Does anyone remember the moment on the ironically-titled “Nothing Left to Lose” that actually made six years of caring about this show worth it? It wasn’t the moment when Dr. Spaceman pulled a Buck Rogers decoder ring, one of a dozen unfunnily-dated references, out of Tracy’s nose, giving him back his lost sense of smell. Was it Lutz pretending to be a good listener in the ending credits tag? Was it Jenna dressed up as a Smurf after hyper-moronically believing Frank’s Christopher Nolan impression? Was it Jack’s comparison of Pete to George W. Bush during his “let’s do coke and buy the Rangers” phase? No, no, a thousand rousing times no. Beyond a few chucklers, there wasn’t a single thing here to remind me why this show is any better than the terrible current season of The Office. Sticks and stones, right?

The episode starts with jokes about Kabletown’s self-evaluations the staff has taken. Granted, were this the episode’s central conceit, it’d have no doubt dredged up more walled-off meta comedy that I’ve spent the last few weeks complaining about; but there would at least be an adherence to that locus of comedy, rather than (shudders uncontrollably) a reliance on Tracy not having a sense of smell. It’s like a Make-a-Wish dream come true for some braindead kid that wrote this plotline.

Let’s draw it out in a single sentence.

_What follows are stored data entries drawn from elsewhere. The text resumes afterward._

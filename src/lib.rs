//! # photo-restore
//!
//! Restore old, damaged photos with a generative image model and compare the
//! result against the original with a draggable before/after divider.
//!
//! ## Pipeline Overview
//!
//! ```text
//! photo file
//!  │
//!  ├─ 1. Input     read bytes, sniff MIME, optional upload limits
//!  ├─ 2. Encode    bytes → base64 EncodedImage (data URI helpers)
//!  ├─ 3. Restore   one Gemini generateContent call, first inline image wins
//!  ├─ 4. Compare   Comparator: reveal fraction driven by press/move/release
//!  └─ 5. Output    restored bytes written atomically as restored-photo.jpg
//! ```
//!
//! The interactive flow (upload → restore → compare → download → start over)
//! is a pure state machine in [`workflow`], driven asynchronously by
//! [`session::RestoreSession`].
//!
//! ## Quick Start
//!
//! ```rust,no_run
//! use photo_restore::{restore_to_file, RestoreConfig};
//!
//! #[tokio::main]
//! async fn main() -> Result<(), Box<dyn std::error::Error>> {
//!     // Key taken from API_KEY or GEMINI_API_KEY
//!     let config = RestoreConfig::default();
//!     let photo = restore_to_file("grandma.jpg", "restored-photo.jpg", &config).await?;
//!     eprintln!("restored in {}ms", photo.duration_ms);
//!     Ok(())
//! }
//! ```
//!
//! ## Feature Flags
//!
//! | Feature  | Default | Description |
//! |----------|---------|-------------|
//! | `cli`    | on      | Enables the `photo-restore` binary (clap + anyhow + tracing-subscriber + indicatif) |
//! | `viewer` | on      | Native before/after window (minifb) |
//!
//! Disable both when using only the library:
//! ```toml
//! photo-restore = { version = "0.1", default-features = false }
//! ```

// ── Modules ──────────────────────────────────────────────────────────────

pub mod comparator;
pub mod config;
pub mod draw;
pub mod error;
pub mod pipeline;
pub mod prompts;
pub mod restore;
pub mod session;
#[cfg(feature = "viewer")]
pub mod viewer;
pub mod workflow;

// ── Re-exports ───────────────────────────────────────────────────────────

pub use comparator::{
    compute_reveal, Comparator, ComparisonPair, ListenerSet, PointerSample, RevealFraction,
    SurfaceBounds,
};
pub use config::{RestoreConfig, RestoreConfigBuilder, UploadLimits};
pub use error::RestoreError;
pub use pipeline::encode::EncodedImage;
pub use pipeline::restore::{GeminiClient, RestorationClient, RestoreOutcome};
pub use restore::{
    restore, restore_sync, restore_to_file, restore_with_client, write_image, RestoredPhoto,
};
pub use session::RestoreSession;
pub use workflow::{transition, Effect, Event, Phase, WorkflowState};
//! CLI binary for photo-restore.
//!
//! A thin shim over the library crate that maps CLI flags
//! to `RestoreConfig` and reports results.

use anyhow::{Context, Result};
use clap::{Args, Parser, Subcommand};
use indicatif::{ProgressBar, ProgressStyle};
use photo_restore::prompts::{FOOTER, RESTORING_MESSAGE, TAGLINE, TITLE, UPLOAD_GUIDANCE};
use photo_restore::{restore_to_file, RestoreConfig, UploadLimits};
use std::io;
use std::path::PathBuf;
use std::time::Duration;
use tracing_subscriber::EnvFilter;

// ── ANSI colour helpers (no extra deps) ──────────────────────────────────────

fn green(s: &str) -> String {
    format!("\x1b[32m{s}\x1b[0m")
}
fn dim(s: &str) -> String {
    format!("\x1b[2m{s}\x1b[0m")
}
fn bold(s: &str) -> String {
    format!("\x1b[1m{s}\x1b[0m")
}

const AFTER_HELP: &str = r#"EXAMPLES:
  # Restore a scan, writing restored-photo.jpg
  photo-restore restore grandma.jpg

  # Choose the output file
  photo-restore restore grandma.jpg -o grandma-restored.jpg

  # Open the before/after window; press R to restore, S to save
  photo-restore restore grandma.jpg --view

  # Compare two existing files
  photo-restore compare grandma.jpg grandma-restored.jpg

ENVIRONMENT VARIABLES:
  API_KEY / GEMINI_API_KEY   Google Gemini API key (checked in that order)
  PHOTO_RESTORE_MODEL        Override model ID (default gemini-2.5-flash-image)
  PHOTO_RESTORE_BASE_URL     Override the API base URL
  RUST_LOG                   tracing filter, e.g. photo_restore=debug
"#;

/// Restore old photos with Gemini and compare before/after.
#[derive(Parser, Debug)]
#[command(
    name = "photo-restore",
    version,
    about = "Restore old, damaged photos with a generative image model",
    arg_required_else_help = true,
    color = clap::ColorChoice::Auto,
    after_long_help = AFTER_HELP
)]
struct Cli {
    #[command(subcommand)]
    command: Command,

    /// Enable DEBUG-level tracing logs.
    #[arg(short, long, global = true, env = "PHOTO_RESTORE_VERBOSE")]
    verbose: bool,

    /// Suppress all output except errors.
    #[arg(short, long, global = true, env = "PHOTO_RESTORE_QUIET")]
    quiet: bool,
}

#[derive(Subcommand, Debug)]
enum Command {
    /// Send a photo to the restoration model.
    Restore(RestoreArgs),
    /// Open two images side by side with a draggable divider.
    #[cfg(feature = "viewer")]
    Compare(CompareArgs),
}

#[derive(Args, Debug)]
struct RestoreArgs {
    #[arg(value_name = "PHOTO", help = UPLOAD_GUIDANCE)]
    input: PathBuf,

    /// Where to write the restored photo.
    #[arg(short, long, env = "PHOTO_RESTORE_OUTPUT")]
    output: Option<PathBuf>,

    /// Open the comparison window instead of writing straight to disk.
    #[cfg(feature = "viewer")]
    #[arg(long)]
    view: bool,

    /// Gemini model ID.
    #[arg(long, env = "PHOTO_RESTORE_MODEL")]
    model: Option<String>,

    /// API key; falls back to API_KEY then GEMINI_API_KEY.
    #[arg(long)]
    api_key: Option<String>,

    /// API base URL.
    #[arg(long, env = "PHOTO_RESTORE_BASE_URL")]
    base_url: Option<String>,

    /// Path to a text file replacing the built-in restoration prompt.
    #[arg(long, env = "PHOTO_RESTORE_PROMPT")]
    prompt_file: Option<PathBuf>,

    /// Request timeout in seconds (none by default).
    #[arg(long, env = "PHOTO_RESTORE_API_TIMEOUT")]
    api_timeout: Option<u64>,

    /// Reject files over 10 MB or not PNG/JPEG/GIF.
    #[arg(long, env = "PHOTO_RESTORE_ENFORCE_LIMITS")]
    enforce_limits: bool,
}

#[cfg(feature = "viewer")]
#[derive(Args, Debug)]
struct CompareArgs {
    /// The untouched photo.
    original: PathBuf,
    /// The restored photo.
    restored: PathBuf,
}

#[tokio::main]
async fn main() -> Result<()> {
    let cli = Cli::parse();

    // ── Logging setup ────────────────────────────────────────────────────
    // The spinner gives all the feedback that matters unless -v is set.
    let filter = if cli.verbose {
        "debug"
    } else if cli.quiet {
        "error"
    } else {
        "warn"
    };

    tracing_subscriber::fmt()
        .with_env_filter(
            EnvFilter::try_from_default_env().unwrap_or_else(|_| EnvFilter::new(filter)),
        )
        .with_writer(io::stderr)
        .init();

    if !cli.quiet {
        eprintln!("{}  {}", bold(TITLE), dim(TAGLINE));
    }

    match cli.command {
        Command::Restore(ref args) => run_restore(args, &cli).await?,
        #[cfg(feature = "viewer")]
        Command::Compare(ref args) => run_compare(args)?,
    }

    if !cli.quiet {
        eprintln!("{}", dim(FOOTER));
    }
    Ok(())
}

async fn run_restore(args: &RestoreArgs, cli: &Cli) -> Result<()> {
    let config = build_config(args).await?;
    let output = args
        .output
        .clone()
        .unwrap_or_else(|| PathBuf::from(&config.output_file_name));

    #[cfg(feature = "viewer")]
    if args.view {
        return run_viewer(args, config, output).await;
    }

    let spinner = (!cli.quiet).then(|| {
        let bar = ProgressBar::new_spinner();
        bar.set_style(
            ProgressStyle::with_template("{spinner:.cyan} {msg}  {elapsed:.dim}")
                .unwrap_or_else(|_| ProgressStyle::default_spinner())
                .tick_strings(&["⠋", "⠙", "⠹", "⠸", "⠼", "⠴", "⠦", "⠧", "⠇", "⠏", "⠿"]),
        );
        bar.set_message(RESTORING_MESSAGE);
        bar.enable_steady_tick(Duration::from_millis(80));
        bar
    });

    let result = restore_to_file(&args.input, &output, &config).await;
    if let Some(bar) = spinner {
        bar.finish_and_clear();
    }
    let photo = match result {
        Ok(photo) => photo,
        Err(e) if e.is_upload() => anyhow::bail!("{}", upload_rejected(&e)),
        Err(e) => return Err(anyhow::Error::new(e).context("Restoration failed")),
    };

    if !cli.quiet {
        eprintln!(
            "{}  {}ms  →  {}",
            green("✔"),
            photo.duration_ms,
            bold(&output.display().to_string()),
        );
    }
    Ok(())
}

#[cfg(feature = "viewer")]
async fn run_viewer(args: &RestoreArgs, config: RestoreConfig, output: PathBuf) -> Result<()> {
    use photo_restore::viewer::{self, ViewerOptions};
    use photo_restore::RestoreSession;

    let mut session = RestoreSession::with_gemini(config).context("Failed to start session")?;
    session.upload(&args.input);
    session.settle().await;
    if let Some(ref err) = session.state().error {
        anyhow::bail!("{}", upload_rejected(err));
    }

    let options = ViewerOptions {
        save_path: output,
        ..ViewerOptions::default()
    };
    tokio::task::block_in_place(|| viewer::run_session(&mut session, &options))
        .context("Viewer failed")
}

#[cfg(feature = "viewer")]
fn run_compare(args: &CompareArgs) -> Result<()> {
    use photo_restore::viewer::{self, ViewerOptions};

    let open = |path: &PathBuf| -> Result<image::RgbaImage> {
        Ok(image::open(path)
            .with_context(|| format!("Failed to open {}", path.display()))?
            .to_rgba8())
    };
    let original = open(&args.original)?;
    let restored = open(&args.restored)?;

    let options = ViewerOptions::default();
    tokio::task::block_in_place(|| viewer::run_compare(original, restored, &options))
        .context("Viewer failed")
}

/// Error text for a file that could not be used, followed by what is accepted.
fn upload_rejected(err: impl std::fmt::Display) -> String {
    format!("{err}\n{UPLOAD_GUIDANCE}")
}

/// Map CLI args to `RestoreConfig`.
async fn build_config(args: &RestoreArgs) -> Result<RestoreConfig> {
    let mut builder = RestoreConfig::builder();
    if let Some(ref m) = args.model {
        builder = builder.model(m);
    }
    if let Some(ref k) = args.api_key {
        builder = builder.api_key(k);
    }
    if let Some(ref u) = args.base_url {
        builder = builder.base_url(u);
    }
    if let Some(ref path) = args.prompt_file {
        let prompt = tokio::fs::read_to_string(path)
            .await
            .with_context(|| format!("Failed to read prompt from {:?}", path))?;
        builder = builder.prompt(prompt);
    }
    if let Some(secs) = args.api_timeout {
        builder = builder.api_timeout_secs(secs);
    }
    if args.enforce_limits {
        builder = builder.upload_limits(UploadLimits::Enforced);
    }
    builder.build().context("Invalid configuration")
}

Because Tracy’s renewed sense of smell recognizes Liz’s out-dated hair pomade as one his father applied, he sees her as a literal father figure and replaces his work shenanigans with focused integrity and spot-on Jimmy Fallon impressions, leaving his own family behind in the process, due to their own objectionable odors. He turns his dressing room into his room at home. (The California Kong: two king beds tied together by gorilla leather.)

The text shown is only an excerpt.